Variational Auto Encoder

Variational Auto Encoders

(Vanilla) Autoencoders have the intermediate latent space which interface Encoder and Decoder. This latent space is a $\mathbb{R}$eal valued space. The Encoder can map input $X$ to any arbitrary real valued $F$ from which the decoder can reconstruct original input.

Next, we look inside this latent space $F$ and make some assumptions(for fun, better understanding, or just simpler interfacing of encoder and decoder). Maybe the latent space need not to be any arbitrary real valued space. Maybe its a random variable with its distributional parameters that can be either guessed, or learned. What we have now with this assumption is Variational AutoEncoder(VAE). VAEs have a strong assumption on the latent space.

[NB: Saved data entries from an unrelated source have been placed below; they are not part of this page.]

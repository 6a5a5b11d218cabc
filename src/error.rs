// src/error.rs
//! Error taxonomy shared by the API client, the credential store and the views

use reqwest::StatusCode;
use serde::Deserialize;
use thiserror::Error;

pub type PortalResult<T> = std::result::Result<T, PortalError>;

/// Shown when the server rejects the stored token.
pub const SESSION_EXPIRED: &str = "Your session has expired. Please log in again.";

#[derive(Debug, Error)]
pub enum PortalError {
    #[error("HTTP transport error: {0}")]
    Transport(#[from] reqwest::Error),

    #[error("API error (status {status}): {}", .message.as_deref().unwrap_or("no message"))]
    Api {
        status: StatusCode,
        message: Option<String>,
    },

    #[error("Failed to decode response from {endpoint}: {reason}")]
    Decode { endpoint: String, reason: String },

    #[error("Validation error: {0}")]
    Validation(String),

    #[error("No token stored, log in first")]
    MissingToken,

    #[error("Credential storage error: {0}")]
    Credentials(String),
}

/// Body shape the API uses for error responses.
#[derive(Debug, Deserialize)]
struct ApiErrorBody {
    message: Option<String>,
    error: Option<String>,
}

impl PortalError {
    /// Build an `Api` error from a non-2xx status and the raw response body.
    pub fn from_response(status: StatusCode, body: &str) -> Self {
        let message = serde_json::from_str::<ApiErrorBody>(body)
            .ok()
            .and_then(|parsed| parsed.message.or(parsed.error))
            .filter(|m| !m.trim().is_empty());

        PortalError::Api { status, message }
    }

    /// Message supplied by the server, if any.
    pub fn server_message(&self) -> Option<&str> {
        match self {
            PortalError::Api { message, .. } => message.as_deref(),
            _ => None,
        }
    }

    /// The server's message when it sent one, otherwise the given fallback.
    /// A rejected token always asks the user to log in again.
    pub fn user_message(&self, fallback: &str) -> String {
        match self {
            PortalError::Validation(msg) => msg.clone(),
            PortalError::MissingToken => self.to_string(),
            PortalError::Api { .. } if self.is_auth_failure() => SESSION_EXPIRED.to_string(),
            _ => self
                .server_message()
                .map(str::to_string)
                .unwrap_or_else(|| fallback.to_string()),
        }
    }

    /// True when the server rejected the bearer token. No re-authentication is
    /// attempted; the user has to log in again.
    pub fn is_auth_failure(&self) -> bool {
        match self {
            PortalError::Api { status, .. } => {
                *status == StatusCode::UNAUTHORIZED || *status == StatusCode::FORBIDDEN
            }
            PortalError::MissingToken => true,
            _ => false,
        }
    }
}

#[cfg(test)]
mod tests {
    use super::*;

    #[test]
    fn test_from_response_picks_message_field() {
        let err = PortalError::from_response(
            StatusCode::BAD_REQUEST,
            r#"{"message":"Email already registered"}"#,
        );
        assert_eq!(err.server_message(), Some("Email already registered"));
        assert_eq!(
            err.user_message("An error occurred"),
            "Email already registered"
        );
    }

    #[test]
    fn test_from_response_falls_back_to_error_field() {
        let err = PortalError::from_response(StatusCode::NOT_FOUND, r#"{"error":"not found"}"#);
        assert_eq!(err.server_message(), Some("not found"));
    }

    #[test]
    fn test_from_response_without_json_body() {
        let err = PortalError::from_response(StatusCode::INTERNAL_SERVER_ERROR, "<html>oops</html>");
        assert_eq!(err.server_message(), None);
        assert_eq!(err.user_message("An error occurred"), "An error occurred");
    }

    #[test]
    fn test_auth_failure_detection() {
        let unauthorized = PortalError::from_response(StatusCode::UNAUTHORIZED, "");
        assert!(unauthorized.is_auth_failure());
        assert!(PortalError::MissingToken.is_auth_failure());

        let bad_request = PortalError::from_response(StatusCode::BAD_REQUEST, "");
        assert!(!bad_request.is_auth_failure());
    }

    #[test]
    fn test_rejected_token_asks_for_login() {
        let expired = PortalError::from_response(
            StatusCode::UNAUTHORIZED,
            r#"{"message":"jwt expired"}"#,
        );
        assert_eq!(expired.user_message("Failed to delete. Try again."), SESSION_EXPIRED);

        let forbidden = PortalError::from_response(StatusCode::FORBIDDEN, "");
        assert_eq!(forbidden.user_message("Update failed. Try again."), SESSION_EXPIRED);
    }
}
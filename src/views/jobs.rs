// src/views/jobs.rs
//! Candidate's job tabs: open jobs not yet applied to, and applied jobs.

use serde::{Deserialize, Serialize};
use std::sync::Arc;
use tracing::{error, info, warn};

use crate::core::PortalApi;
use crate::error::PortalResult;
use crate::reconciler::{exclude_present, RequirementQuery};
use crate::types::Requirement;
use crate::views::notice::Notice;

#[derive(Debug, Clone, Copy, Default, PartialEq, Eq, Serialize, Deserialize)]
#[serde(rename_all = "lowercase")]
pub enum JobTab {
    #[default]
    New,
    Applied,
}

pub struct JobBoard {
    api: Arc<dyn PortalApi>,
    jobs: Vec<Requirement>,
    applied: Vec<Requirement>,
    pub tab: JobTab,
    pub query: RequirementQuery,
}

impl JobBoard {
    pub fn new(api: Arc<dyn PortalApi>) -> Self {
        Self {
            api,
            jobs: Vec::new(),
            applied: Vec::new(),
            tab: JobTab::default(),
            query: RequirementQuery::default(),
        }
    }

    /// Fetch both collections independently. Each one is replaced only when
    /// its own fetch succeeds; the first error is returned.
    pub async fn refresh(&mut self) -> PortalResult<()> {
        let (jobs, applied) = tokio::join!(self.api.list_requirements(), self.api.my_applications());

        let jobs_result = match jobs {
            Ok(jobs) => {
                self.jobs = jobs;
                Ok(())
            }
            Err(e) => {
                error!("Error fetching new jobs: {}", e);
                Err(e)
            }
        };
        let applied_result = match applied {
            Ok(applied) => {
                self.applied = applied;
                Ok(())
            }
            Err(e) => {
                error!("Error fetching applied jobs: {}", e);
                Err(e)
            }
        };

        info!(
            "Loaded {} jobs, {} already applied",
            self.jobs.len(),
            self.applied.len()
        );
        jobs_result.and(applied_result)
    }

    pub fn jobs(&self) -> &[Requirement] {
        &self.jobs
    }

    pub fn applied(&self) -> &[Requirement] {
        &self.applied
    }

    /// Jobs the candidate has not applied to, never containing an applied one.
    pub fn available(&self) -> Vec<Requirement> {
        exclude_present(&self.jobs, &self.applied)
    }

    /// Rows for the active tab, after search/filter/sort.
    pub fn visible(&self) -> Vec<Requirement> {
        match self.tab {
            JobTab::New => self.query.apply(&self.available()),
            JobTab::Applied => self.query.apply(&self.applied),
        }
    }

    /// Tab counters as shown in the tab headers.
    pub fn counts(&self) -> (usize, usize) {
        (self.available().len(), self.applied.len())
    }

    pub fn has_applied(&self, job_id: u64) -> bool {
        self.applied.iter().any(|job| job.id == job_id)
    }

    /// Apply, then reload both tabs.
    pub async fn apply(&mut self, job_id: u64) -> Notice {
        if self.has_applied(job_id) {
            warn!("Job {} already applied to, not sending", job_id);
            return Notice::warning("You have already applied for this job.");
        }

        let label = self
            .jobs
            .iter()
            .find(|job| job.id == job_id)
            .map(|job| format!("{} at {}", job.position, job.company));

        match self.api.apply(job_id).await {
            Ok(()) => {
                if let Err(e) = self.refresh().await {
                    warn!("Reload after apply failed: {}", e);
                }
                match label {
                    Some(label) => Notice::success(format!("Successfully applied for {}!", label)),
                    None => Notice::success(format!("Successfully applied for job #{}!", job_id)),
                }
            }
            Err(e) => {
                error!("Error applying to job {}: {}", job_id, e);
                Notice::error(e.user_message("Failed to apply for the job. Please try again."))
            }
        }
    }
}
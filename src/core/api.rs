// src/core/api.rs
//! The remote API as the views see it. `ServiceClient` is the HTTP
//! implementation; tests substitute an in-memory one.

use async_trait::async_trait;

use crate::error::PortalResult;
use crate::types::{
    Application, Candidate, CandidateDraft, CandidateUpdate, ProfileUpdate, RecruiterLogin,
    RecruiterRegistration, Requirement, RequirementDraft, TokenResponse,
};

#[async_trait]
pub trait PortalApi: Send + Sync {
    // auth
    async fn register_candidate(&self, draft: &CandidateDraft) -> PortalResult<TokenResponse>;
    async fn register_recruiter(
        &self,
        registration: &RecruiterRegistration,
    ) -> PortalResult<TokenResponse>;
    async fn login_recruiter(&self, login: &RecruiterLogin) -> PortalResult<TokenResponse>;

    // candidates
    async fn list_candidates(&self) -> PortalResult<Vec<Candidate>>;
    async fn update_candidate(&self, id: u64, update: &CandidateUpdate) -> PortalResult<()>;
    async fn delete_candidate(&self, id: u64) -> PortalResult<()>;

    // self-service profile, keyed by the token's identity
    async fn profile(&self) -> PortalResult<Candidate>;
    async fn update_profile(&self, update: &ProfileUpdate) -> PortalResult<()>;
    async fn delete_profile(&self) -> PortalResult<()>;

    // requirements
    async fn list_requirements(&self) -> PortalResult<Vec<Requirement>>;
    async fn create_requirement(&self, draft: &RequirementDraft) -> PortalResult<()>;
    async fn update_requirement(&self, id: u64, draft: &RequirementDraft) -> PortalResult<()>;
    async fn delete_requirement(&self, id: u64) -> PortalResult<()>;

    // applications
    async fn all_applications(&self) -> PortalResult<Vec<Application>>;
    /// Jobs the current candidate has applied to.
    async fn my_applications(&self) -> PortalResult<Vec<Requirement>>;
    async fn apply(&self, job_id: u64) -> PortalResult<()>;
}
use std::sync::Arc;

use valentine_puzzle::cli::{Command, parse_cli};
use valentine_puzzle::config::AppConfig;
use valentine_puzzle::server::{self, AppState};
use valentine_puzzle::wordbank::WordBank;
use valentine_puzzle::{logging, tui};

fn main() {
    let cli = parse_cli();
    let wordbank = match &cli.wordbank_path {
        Some(path) => match WordBank::from_file(path) {
            Ok(bank) => bank,
            Err(e) => {
                eprintln!("Failed to load word bank from '{path}': {e}");
                return;
            }
        },
        None => WordBank::embedded(),
    };
    let config = Arc::new(AppConfig::from_env());
    let wordbank = Arc::new(wordbank);

    match cli.command.unwrap_or(Command::Play) {
        Command::Play => {
            if let Err(e) = tui::run(config, wordbank) {
                eprintln!("Puzzle error: {e}");
            }
        }
        Command::Serve { bind } => {
            logging::init();
            let state = AppState::new(config, wordbank);
            let runtime = match tokio::runtime::Runtime::new() {
                Ok(rt) => rt,
                Err(e) => {
                    eprintln!("Failed to start async runtime: {e}");
                    return;
                }
            };
            if let Err(e) = runtime.block_on(server::serve(bind, state)) {
                eprintln!("Server error: {e}");
            }
        }
    }
}
use std::collections::HashSet;
use std::fs::File;
use std::io::{self, BufRead, BufReader};
use std::path::Path;

use crate::feedback::WORD_LENGTH;

pub const EMBEDDED_WORDBANK: &str = include_str!("resources/wordbank.txt");

/// Accepted-guess dictionary. A guess is playable when it appears here or
/// matches one of the session's target words.
#[derive(Debug, Clone)]
pub struct WordBank {
    words: HashSet<String>,
}

impl WordBank {
    pub fn embedded() -> Self {
        Self::from_str_data(EMBEDDED_WORDBANK)
    }

    pub fn from_str_data(data: &str) -> Self {
        let words = data
            .lines()
            .map(|line| line.trim().to_lowercase())
            .filter(|word| is_playable_word(word))
            .collect();
        Self { words }
    }

    pub fn from_file<P: AsRef<Path>>(path: P) -> io::Result<Self> {
        let file = File::open(path)?;
        let reader = BufReader::new(file);
        let mut words = HashSet::new();
        for line in reader.lines() {
            let word = line?.trim().to_lowercase();
            if is_playable_word(&word) {
                words.insert(word);
            }
        }
        Ok(Self { words })
    }

    /// Case-insensitive membership test.
    pub fn contains(&self, word: &str) -> bool {
        self.words.contains(&word.trim().to_lowercase())
    }

    pub fn len(&self) -> usize {
        self.words.len()
    }

    pub fn is_empty(&self) -> bool {
        self.words.is_empty()
    }
}

fn is_playable_word(word: &str) -> bool {
    word.len() == WORD_LENGTH && word.chars().all(|c| c.is_ascii_alphabetic())
}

Lets start off with a guess: mabe the latent space representation is a multivariate Gaussian(Mean, Variance), normalized to Zero mean and Unit variance i.e. $N(0, I)$. There has been some work to relax this constraint by learning these parameters of latent space distribution as well. (NOTE: Not detouring to those line of work here.)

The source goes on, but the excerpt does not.